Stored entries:
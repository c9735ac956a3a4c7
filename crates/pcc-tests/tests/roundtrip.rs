//! Round-trip tests: every encoding path must preserve every value.

use pcc_decoder::PlyReader;
use pcc_driver::OutputFormat;
use pcc_tests::{convert, golden};
use pcc_types::HeaderLine;
use pcc_wire::{Encoding, ListKind, ScalarKind};

/// Bytes after `end_header\n`.
fn data_section(bytes: &[u8]) -> &[u8] {
    let at = bytes
        .windows(11)
        .position(|w| w == b"end_header\n")
        .unwrap();
    &bytes[at + 11..]
}

fn header_lines(input: &[u8]) -> Vec<String> {
    let mut reader = PlyReader::new(input);
    let mut lines = Vec::new();
    while let Some(line) = reader.next_header_line().unwrap() {
        lines.push(line.to_string());
    }
    lines
}

/// A little-endian file holding the extremes of every scalar kind, a
/// negative zero, two NaN payloads and a list of extreme indices.
fn extremes_le() -> Vec<u8> {
    let mut bytes = b"ply\nformat binary_little_endian 1.0\nelement v 2\n\
        property char a\nproperty uchar b\nproperty short c\nproperty ushort d\n\
        property int e\nproperty uint f\nproperty float g\nproperty double h\n\
        property list uchar int idx\nend_header\n"
        .to_vec();

    bytes.extend_from_slice(&i8::MIN.to_le_bytes());
    bytes.extend_from_slice(&u8::MIN.to_le_bytes());
    bytes.extend_from_slice(&i16::MIN.to_le_bytes());
    bytes.extend_from_slice(&u16::MIN.to_le_bytes());
    bytes.extend_from_slice(&i32::MIN.to_le_bytes());
    bytes.extend_from_slice(&u32::MIN.to_le_bytes());
    bytes.extend_from_slice(&(-0.0f32).to_le_bytes());
    bytes.extend_from_slice(&0.1f64.to_le_bytes());
    bytes.push(2);
    bytes.extend_from_slice(&i32::MIN.to_le_bytes());
    bytes.extend_from_slice(&i32::MAX.to_le_bytes());

    bytes.extend_from_slice(&i8::MAX.to_le_bytes());
    bytes.extend_from_slice(&u8::MAX.to_le_bytes());
    bytes.extend_from_slice(&i16::MAX.to_le_bytes());
    bytes.extend_from_slice(&u16::MAX.to_le_bytes());
    bytes.extend_from_slice(&i32::MAX.to_le_bytes());
    bytes.extend_from_slice(&u32::MAX.to_le_bytes());
    bytes.extend_from_slice(&f32::from_bits(0x7fc0_1234).to_le_bytes());
    bytes.extend_from_slice(&f64::from_bits(0xfff8_0000_0000_0001).to_le_bytes());
    bytes.push(0);
    bytes
}

#[test]
fn le_to_le_is_byte_identical() {
    let original = extremes_le();
    assert_eq!(convert(&original, OutputFormat::Same), original);
    assert_eq!(convert(&original, OutputFormat::BinaryLittleEndian), original);
}

#[test]
fn le_be_le_returns_original_bytes() {
    let original = extremes_le();
    let big = convert(&original, OutputFormat::BinaryBigEndian);
    assert_eq!(data_section(&big).len(), data_section(&original).len());
    assert_ne!(data_section(&big), data_section(&original));

    let back = convert(&big, OutputFormat::BinaryLittleEndian);
    assert_eq!(back, original);
}

#[test]
fn extremes_print_exactly_in_ascii() {
    let text = String::from_utf8(convert(&extremes_le(), OutputFormat::Ascii)).unwrap();
    let data = text.split_once("end_header\n").unwrap().1;
    assert_eq!(
        data,
        "-128 0 -32768 0 -2147483648 0 -0 0.1 2 -2147483648 2147483647\n\
         127 255 32767 65535 2147483647 4294967295 NaN NaN 0\n"
    );
}

#[test]
fn ascii_through_both_byte_orders() {
    let original = golden("points.ply");
    let big = convert(&original, OutputFormat::BinaryBigEndian);
    let little = convert(&big, OutputFormat::BinaryLittleEndian);
    let back = convert(&little, OutputFormat::Ascii);
    assert_eq!(String::from_utf8(back).unwrap(), String::from_utf8(original).unwrap());
}

#[test]
fn byte_orders_mirror_each_other() {
    let input = b"ply\nformat ascii 1.0\nelement v 1\nproperty float a\nproperty ushort b\nend_header\n0.5 258\n";
    let big = convert(input, OutputFormat::BinaryBigEndian);
    let little = convert(input, OutputFormat::BinaryLittleEndian);

    let mut expected_big = 0.5f32.to_be_bytes().to_vec();
    expected_big.extend_from_slice(&258u16.to_be_bytes());
    let mut expected_little = 0.5f32.to_le_bytes().to_vec();
    expected_little.extend_from_slice(&258u16.to_le_bytes());
    assert_eq!(data_section(&big), expected_big);
    assert_eq!(data_section(&little), expected_little);
}

#[test]
fn host_binary_resolves_to_native_order() {
    let output = convert(&golden("cube.ply"), OutputFormat::Binary);
    let lines = header_lines(&output);
    assert_eq!(lines[1], format!("format {} 1.0", Encoding::native_binary()));
}

#[test]
fn every_scalar_kind_survives_binary() {
    for kind in ScalarKind::ALL {
        let input = format!(
            "ply\nformat ascii 1.0\nelement v 2\nproperty {} p\nend_header\n7\n100\n",
            kind.name()
        );
        for format in [OutputFormat::BinaryBigEndian, OutputFormat::BinaryLittleEndian] {
            let binary = convert(input.as_bytes(), format);
            assert_eq!(data_section(&binary).len(), 2 * kind.width(), "{kind} as {format}");
            let back = convert(&binary, OutputFormat::Ascii);
            let text = String::from_utf8(back).unwrap();
            assert!(text.ends_with("end_header\n7\n100\n"), "{kind} as {format}: {text}");
        }
    }
}

#[test]
fn every_list_kind_survives_binary() {
    let kinds: Vec<ListKind> = ListKind::all().collect();
    assert_eq!(kinds.len(), 24);
    for kind in kinds {
        let input = format!(
            "ply\nformat ascii 1.0\nelement f 2\nproperty list {} {} idx\nend_header\n3 1 2 3\n0\n",
            kind.size().name(),
            kind.element().name()
        );
        let binary = convert(input.as_bytes(), OutputFormat::BinaryLittleEndian);
        let back = convert(&binary, OutputFormat::Ascii);
        let text = String::from_utf8(back).unwrap();
        assert!(text.ends_with("end_header\n3 1 2 3\n0\n"), "{kind}: {text}");
    }
}

#[test]
fn header_keeps_comments_and_uses_legacy_names() {
    let input = b"ply\nformat ascii 1.0\ncomment first\nelement vertex 1\nobj_info  spaced   out\n\
        property float32 x\nproperty uint8 tag\ncomment last\nend_header\n1 2\n";
    let output = convert(input, OutputFormat::BinaryBigEndian);
    assert_eq!(
        header_lines(&output),
        [
            "ply",
            "format binary_big_endian 1.0",
            "comment first",
            "element vertex 1",
            "obj_info  spaced   out",
            "property float x",
            "property uchar tag",
            "comment last",
            "end_header",
        ]
    );
}

#[test]
fn ascii_tokens_are_copied_verbatim() {
    let input = b"ply\nformat ascii 1.0\nelement v 1\nproperty double d\nproperty int i\nend_header\n1.000  +7\n";
    let output = convert(input, OutputFormat::Ascii);
    assert!(String::from_utf8(output).unwrap().ends_with("end_header\n1.000 +7\n"));
}

#[test]
fn binary_to_ascii_uses_shortest_form() {
    let input = b"ply\nformat ascii 1.0\nelement v 1\nproperty double d\nproperty int i\nend_header\n1.000  +7\n";
    let binary = convert(input, OutputFormat::BinaryLittleEndian);
    let output = convert(&binary, OutputFormat::Ascii);
    assert!(String::from_utf8(output).unwrap().ends_with("end_header\n1 7\n"));
}

#[test]
fn header_line_display_parses_back() {
    for line in [
        "ply",
        "format binary_little_endian 1.0",
        "element vertex 12",
        "property list uint int vertex_indices",
        "comment anything at all",
        "end_header",
    ] {
        let parsed = HeaderLine::parse(line).unwrap();
        assert_eq!(parsed.to_string(), line);
    }
}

TASK TO COMPLETE ▸ With no line skipped, copy the entries exactly as written.

COMPLETED EXERCISE ▸
repository c9735ac956a3a4c7
filename crates/pcc-tests/tests/roundtrip.rs
//! Round-trip tests: every encoding path must preserve every value.

use pcc_decoder::PlyReader;
use pcc_driver::OutputFormat;
use pcc_tests::{convert, golden};
use pcc_types::HeaderLine;
use pcc_wire::{Encoding, ListKind, ScalarKind};

/// Bytes after `end_header\n`.
fn data_section(bytes: &[u8]) -> &[u8] {
    let at = bytes
        .windows(11)
        .position(|w| w == b"end_header\n")
        .unwrap();
    &bytes[at + 11..]
}

fn header_lines(input: &[u8]) -> Vec<String> {
    let mut reader = PlyReader::new(input);
    let mut lines = Vec::new();
    while let Some(line) = reader.next_header_line().unwrap() {
        lines.push(line.to_string());
    }
    lines
}

/// A little-endian file holding the extremes of every scalar kind, a
/// negative zero, two NaN payloads and a list of extreme indices.
fn extremes_le() -> Vec<u8> {
    let mut bytes = b"ply\nformat binary_little_endian 1.0\nelement v 2\n\
        property char a\nproperty uchar b\nproperty short c\nproperty ushort d\n\
        property int e\nproperty uint f\nproperty float g\nproperty double h\n\
        property list uchar int idx\nend_header\n"
        .to_vec();

    bytes.extend_from_slice(&i8::MIN.to_le_bytes());
    bytes.extend_from_slice(&u8::MIN.to_le_bytes());
    bytes.extend_from_slice(&i16::MIN.to_le_bytes());
    bytes.extend_from_slice(&u16::MIN.to_le_bytes());
    bytes.extend_from_slice(&i32::MIN.to_le_bytes());
    bytes.extend_from_slice(&u32::MIN.to_le_bytes());
    bytes.extend_from_slice(&(-0.0f32).to_le_bytes());
    bytes.extend_from_slice(&0.1f64.to_le_bytes());
    bytes.push(2);
    bytes.extend_from_slice(&i32::MIN.to_le_bytes());
    bytes.extend_from_slice(&i32::MAX.to_le_bytes());

    bytes.extend_from_slice(&i8::MAX.to_le_bytes());
    bytes.extend_from_slice(&u8::MAX.to_le_bytes());
    bytes.extend_from_slice(&i16::MAX.to_le_bytes());
    bytes.extend_from_slice(&u16::MAX.to_le_bytes());
    bytes.extend_from_slice(&i32::MAX.to_le_bytes());
    bytes.extend_from_slice(&u32::MAX.to_le_bytes());
    bytes.extend_from_slice(&f32::from_bits(0x7fc0_1234).to_le_bytes());
    bytes.extend_from_slice(&f64::from_bits(0xfff8_0000_0000_0001).to_le_bytes());
    bytes.push(0);
    bytes
}

#[test]
fn le_to_le_is_byte_identical() {
    let original = extremes_le();
    assert_eq!(convert(&original, OutputFormat::Same), original);
    assert_eq!(convert(&original, OutputFormat::BinaryLittleEndian), original);
}

#[test]
fn le_be_le_returns_original_bytes() {
    let original = extremes_le();
    let big = convert(&original, OutputFormat::BinaryBigEndian);
    assert_eq!(data_section(&big).len(), data_section(&original).len());
    assert_ne!(data_section(&big), data_section(&original));

    let back = convert(&big, OutputFormat::BinaryLittleEndian);
    assert_eq!(back, original);
}

#[test]
fn extremes_print_exactly_in_ascii() {
    let text = String::from_utf8(convert(&extremes_le(), OutputFormat::Ascii)).unwrap();
    let data = text.split_once("end_header\n").unwrap().1;
    assert_eq!(
        data,
        "-128 0 -32768 0 -2147483648 0 -0 0.1 2 -2147483648 2147483647\n\
         127 255 32767 65535 2147483647 4294967295 NaN NaN 0\n"
    );
}

#[test]
fn ascii_through_both_byte_orders() {
    let original = golden("points.ply");
    let big = convert(&original, OutputFormat::BinaryBigEndian);
    let little = convert(&big, OutputFormat::BinaryLittleEndian);
    let back = convert(&little, OutputFormat::Ascii);
    assert_eq!(String::from_utf8(back).unwrap(), String::from_utf8(original).unwrap());
}

#[test]
fn byte_orders_mirror_each_other() {
    let input = b"ply\nformat ascii 1.0\nelement v 1\nproperty float a\nproperty ushort b\nend_header\n0.5 258\n";
    let big = convert(input, OutputFormat::BinaryBigEndian);
    let little = convert(input, OutputFormat::BinaryLittleEndian);

    let mut expected_big = 0.5f32.to_be_bytes().to_vec();
    expected_big.extend_from_slice(&258u16.to_be_bytes());
    let mut expected_little = 0.5f32.to_le_bytes().to_vec();
    expected_little.extend_from_slice(&258u16.to_le_bytes());
    assert_eq!(data_section(&big), expected_big);
    assert_eq!(data_section(&little), expected_little);
}

#[test]
fn host_binary_resolves_to_native_order() {
    let output = convert(&golden("cube.ply"), OutputFormat::Binary);
    let lines = header_lines(&output);
    assert_eq!(lines[1], format!("format {} 1.0", Encoding::native_binary()));
}

#[test]
fn every_scalar_kind_survives_binary() {
    for kind in ScalarKind::ALL {
        let input = format!(
            "ply\nformat ascii 1.0\nelement v 2\nproperty {} p\nend_header\n7\n100\n",
            kind.name()
        );
        for format in [OutputFormat::BinaryBigEndian, OutputFormat::BinaryLittleEndian] {
            let binary = convert(input.as_bytes(), format);
            assert_eq!(data_section(&binary).len(), 2 * kind.width(), "{kind} as {format}");
            let back = convert(&binary, OutputFormat::Ascii);
            let text = String::from_utf8(back).unwrap();
            assert!(text.ends_with("end_header\n7\n100\n"), "{kind} as {format}: {text}");
        }
    }
}

#[test]
fn every_list_kind_survives_binary() {
    let kinds: Vec<ListKind> = ListKind::all().collect();
    assert_eq!(kinds.len(), 24);
    for kind in kinds {
        let input = format!(
            "ply\nformat ascii 1.0\nelement f 2\nproperty list {} {} idx\nend_header\n3 1 2 3\n0\n",
            kind.size().name(),
            kind.element().name()
        );
        let binary = convert(input.as_bytes(), OutputFormat::BinaryLittleEndian);
        let back = convert(&binary, OutputFormat::Ascii);
        let text = String::from_utf8(back).unwrap();
        assert!(text.ends_with("end_header\n3 1 2 3\n0\n"), "{kind}: {text}");
    }
}

#[test]
fn header_keeps_comments_and_uses_legacy_names() {
    let input = b"ply\nformat ascii 1.0\ncomment first\nelement vertex 1\nobj_info  spaced   out\n\
        property float32 x\nproperty uint8 tag\ncomment last\nend_header\n1 2\n";
    let output = convert(input, OutputFormat::BinaryBigEndian);
    assert_eq!(
        header_lines(&output),
        [
            "ply",
            "format binary_big_endian 1.0",
            "comment first",
            "element vertex 1",
            "obj_info  spaced   out",
            "property float x",
            "property uchar tag",
            "comment last",
            "end_header",
        ]
    );
}

#[test]
fn ascii_tokens_are_copied_verbatim() {
    let input = b"ply\nformat ascii 1.0\nelement v 1\nproperty double d\nproperty int i\nend_header\n1.000  +7\n";
    let output = convert(input, OutputFormat::Ascii);
    assert!(String::from_utf8(output).unwrap().ends_with("end_header\n1.000 +7\n"));
}

#[test]
fn binary_to_ascii_uses_shortest_form() {
    let input = b"ply\nformat ascii 1.0\nelement v 1\nproperty double d\nproperty int i\nend_header\n1.000  +7\n";
    let binary = convert(input, OutputFormat::BinaryLittleEndian);
    let output = convert(&binary, OutputFormat::Ascii);
    assert!(String::from_utf8(output).unwrap().ends_with("end_header\n1 7\n"));
}

#[test]
fn header_line_display_parses_back() {
    for line in [
        "ply",
        "format binary_little_endian 1.0",
        "element vertex 12",
        "property list uint int vertex_indices",
        "comment anything at all",
        "end_header",
    ] {
        let parsed = HeaderLine::parse(line).unwrap();
        assert_eq!(parsed.to_string(), line);
    }
}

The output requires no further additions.